With approximately 74 percent of votes counted on the morning of June 15, Poliquin had received 60 percent of the vote. Caruso received 40 percent. Poliquin will face current Rep. Jared Golden (D-ME) this Nocember, who defeated Poliquin and won the seat in the 2018 election.
Both the Republican and Democratic primaries for U.S. House Maine District 1 were uncontested. Ed Thelander was the only Republican in the primary race and will face current Rep. Chellie Pingree (D-Maine) in November.
The Republican and Democratic primaries for Maine’s gubernatorial race were also uncontested. Current Gov. Janet Mills will face former governor Paul LePage, who served two terms between 2011 and 2019.
A special election for the State Senate District 7 seat was won by Rep. Nicole Grohoski (D-Ellsworth). Grohoski currently represents House District 132, which includes the towns of Ellsworth and Trenton. Grohoski defeated Republican candidate Bryan Langley and Green Independent Party candidate Ben Meiklejohn.
With approximately 85 percent of the votes counted on the morning of June 15, Grohoski had received 65 percent of the vote. Langley received 35 percent of the vote and Meiklejohn received 1 percent.
The seat was previously held by Sen. Louis Luchini (D-Hancock), who resigned in January in order to take a position as Region 1 Advocate for the U.S. Small Business Association. Grohoski will serve the remainder of Luchini’s term.
The seat will be up for election again in November and Grohoski and Langley will face off once more in the general election.
Jacqueline Sartoris defeated Jonathan Sahrbeck in the Democratic primary for Cumberland County District Attorney. With just under 95 percent of votes counted as of the morning of June 15, Sartoris had received 65 percent of the vote. Sahrbeck received 35 percent.

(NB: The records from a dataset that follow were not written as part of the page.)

//! Application configuration module
//!
//! Type-safe configuration loading from environment variables using the
//! `config` and `dotenvy` crates. Values are read with the `PAYOUT_GATEWAY`
//! prefix and nested values use double underscores as separators.
//!
//! # Example
//!
//! ```no_run
//! use payout_gateway::config::AppConfig;
//!
//! let config = AppConfig::load().expect("Failed to load configuration");
//! config.validate().expect("Invalid configuration");
//! ```

mod database;
mod error;
mod provider;
mod server;

pub use database::DatabaseConfig;
pub use error::{ConfigError, ValidationError};
pub use provider::ProviderConfig;
pub use server::ServerConfig;

use serde::Deserialize;

/// Root application configuration
#[derive(Debug, Clone, Deserialize)]
pub struct AppConfig {
    /// Server configuration (host, port, timeouts)
    #[serde(default)]
    pub server: ServerConfig,

    /// Database configuration (PostgreSQL connection)
    pub database: DatabaseConfig,

    /// Payout provider configuration (API credentials, webhook secret)
    pub provider: ProviderConfig,
}

impl AppConfig {
    /// Load configuration from environment variables
    ///
    /// # Environment Variable Format
    ///
    /// - `PAYOUT_GATEWAY__SERVER__PORT=8080` -> `server.port = 8080`
    /// - `PAYOUT_GATEWAY__DATABASE__URL=...` -> `database.url = ...`
    /// - `PAYOUT_GATEWAY__PROVIDER__API_KEY=...` -> `provider.api_key = ...`
    pub fn load() -> Result<Self, ConfigError> {
        // Load .env file if present (development)
        dotenvy::dotenv().ok();

        let config = config::Config::builder()
            .add_source(
                config::Environment::default()
                    .prefix("PAYOUT_GATEWAY")
                    .separator("__"),
            )
            .build()?
            .try_deserialize()?;

        Ok(config)
    }

    /// Validate all configuration values
    pub fn validate(&self) -> Result<(), ValidationError> {
        self.server.validate()?;
        self.database.validate()?;
        self.provider.validate()?;
        Ok(())
    }
}
//! Server configuration

use serde::Deserialize;
use std::net::SocketAddr;

use super::error::ValidationError;

/// Server configuration
#[derive(Debug, Clone, Deserialize)]
pub struct ServerConfig {
    /// Host address to bind to
    #[serde(default = "default_host")]
    pub host: String,

    /// Port to listen on
    #[serde(default = "default_port")]
    pub port: u16,

    /// Rust log filter directive
    #[serde(default = "default_log_level")]
    pub log_level: String,

    /// Request timeout in seconds
    #[serde(default = "default_request_timeout")]
    pub request_timeout_secs: u64,

    /// CORS allowed origins (comma-separated)
    pub cors_origins: Option<String>,
}

impl ServerConfig {
    /// Get the socket address to bind to
    pub fn socket_addr(&self) -> Result<SocketAddr, ValidationError> {
        format!("{}:{}", self.host, self.port)
            .parse()
            .map_err(|_| ValidationError::InvalidPort)
    }

    /// Get CORS origins as a vector
    pub fn cors_origins_list(&self) -> Vec<String> {
        self.cors_origins
            .as_ref()
            .map(|s| s.split(',').map(|s| s.trim().to_string()).collect())
            .unwrap_or_default()
    }

    /// Validate server configuration
    pub fn validate(&self) -> Result<(), ValidationError> {
        if self.port == 0 {
            return Err(ValidationError::InvalidPort);
        }
        if self.request_timeout_secs == 0 || self.request_timeout_secs > 300 {
            return Err(ValidationError::InvalidTimeout);
        }
        Ok(())
    }
}

impl Default for ServerConfig {
    fn default() -> Self {
        Self {
            host: default_host(),
            port: default_port(),
            log_level: default_log_level(),
            request_timeout_secs: default_request_timeout(),
            cors_origins: None,
        }
    }
}

fn default_host() -> String {
    "0.0.0.0".to_string()
}

fn default_port() -> u16 {
    8080
}

fn default_log_level() -> String {
    "info,payout_gateway=debug,sqlx=warn".to_string()
}

fn default_request_timeout() -> u64 {
    30
}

Sartoris’ campaign received support from Democracy II, a Washington, D.C.-based political action committee (PAC) funded by George Soros. According to the Maine Ethics Commission, the Maine Justice and Public Safety PAC, which was registered in May 2022 to support Sartoris, received $300,000 from Democracy II.

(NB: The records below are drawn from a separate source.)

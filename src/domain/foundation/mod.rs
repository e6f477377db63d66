//! Shared value objects used across the domain.

mod ids;
mod timestamp;

pub use ids::{BusinessUserId, TransferId};
pub use timestamp::Timestamp;
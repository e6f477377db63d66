//! Adapters - concrete implementations of the ports plus the HTTP surface.

pub mod http;
pub mod memory;
pub mod postgres;
pub mod provider;
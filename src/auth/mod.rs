//! Authentication primitives: bcrypt password hashing, HMAC-signed access tokens and
//! a bearer-token extractor.
//!
//! None of the list or task routes require authentication; these building blocks
//! are provided for routes that choose to use them.

pub mod extractors;
pub mod password;
pub mod token;

pub use extractors::BearerClaims;
pub use password::{hash_password, verify_password};
pub use token::{Claims, TokenSigner};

Two Republican primaries for seats in the state’s legislature had the potential to trigger ranked-choice voting runoffs.
The race for State House District 79 saw current Rep. John Andrews (R-Paris) face Ryan Ricci and Dannie Abbott.

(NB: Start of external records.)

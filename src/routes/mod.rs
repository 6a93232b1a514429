pub mod extractors;
pub mod health;
pub mod lists;
pub mod tasks;

use actix_web::{error, web};

use crate::error::AppError;

/// Registers every route plus the extractor settings that turn malformed bodies,
/// query strings and path segments into `AppError::ValidationError`.
pub fn config(cfg: &mut web::ServiceConfig) {
    cfg.app_data(json_config())
        .app_data(query_config())
        .app_data(path_config())
        .service(health::root)
        .service(health::health)
        .service(
            web::scope("/lists")
                .service(lists::create_list)
                .service(lists::get_lists)
                .service(lists::get_list)
                .service(lists::get_list_tasks)
                .service(lists::delete_list),
        )
        .service(
            web::scope("/tasks")
                .service(tasks::get_tasks)
                .service(tasks::create_task)
                .service(tasks::get_task)
                .service(tasks::update_task)
                .service(tasks::delete_task),
        );
}

fn json_config() -> web::JsonConfig {
    web::JsonConfig::default().error_handler(|err, _req| {
        let message = match &err {
            error::JsonPayloadError::ContentType => "Expected a JSON body".to_string(),
            other => format!("Invalid request body: {}", other),
        };
        AppError::ValidationError(message).into()
    })
}

fn query_config() -> web::QueryConfig {
    web::QueryConfig::default().error_handler(|err, _req| {
        AppError::ValidationError(format!("Invalid query string: {}", err)).into()
    })
}

fn path_config() -> web::PathConfig {
    web::PathConfig::default().error_handler(|err, _req| {
        AppError::ValidationError(format!("Invalid path parameter: {}", err)).into()
    })
}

Receiving just over 50 percent of the vote, Andrews narrowly avoided a run-off resulting from the state’s use of ranked-choice voting. Ricci received 28 percent of the vote and Abbott received 21 percent, with 94 percent of votes counted as of the morning of June 15.
The Republican primary for State Senate District 16 also had three candidates: Michael Perkins, Kevin Kitchin and Mark Andre.
With 95 percent of the votes counted as of the morning of June 15, no candidate had received a majority of the vote, meaning a run-off is likely. Perkins was leading with 44 percent of the vote. Kitchin was in second place with 38 percent of the vote. In last place, Andre received 17 percent.
The winner of the race will face David LaFountain, who was unopposed in the Democratic primary. The seat is currently held by Sen. Scott Cyrway (R-Kennebec), who is ineligible to run again because of the state’s term limits.
Maine Republican leadership commented on the June primaries, saying 2022 is the ”second statewide Maine election in a row where voters rejected Janet Mills and Joe Biden’s agenda.”
“The Maine Republican Party is unified and energized going into the fall. Paul LePage, Bruce Poliquin, Ed Thelander, and a historically strong crop of Maine House and Senate candidates will run hard and give Mainers a choice. Maine Republicans represent a path out of stagnation, high costs, and complete incompetence,” said Maine GOP chair Demi Kouzonas in a statement.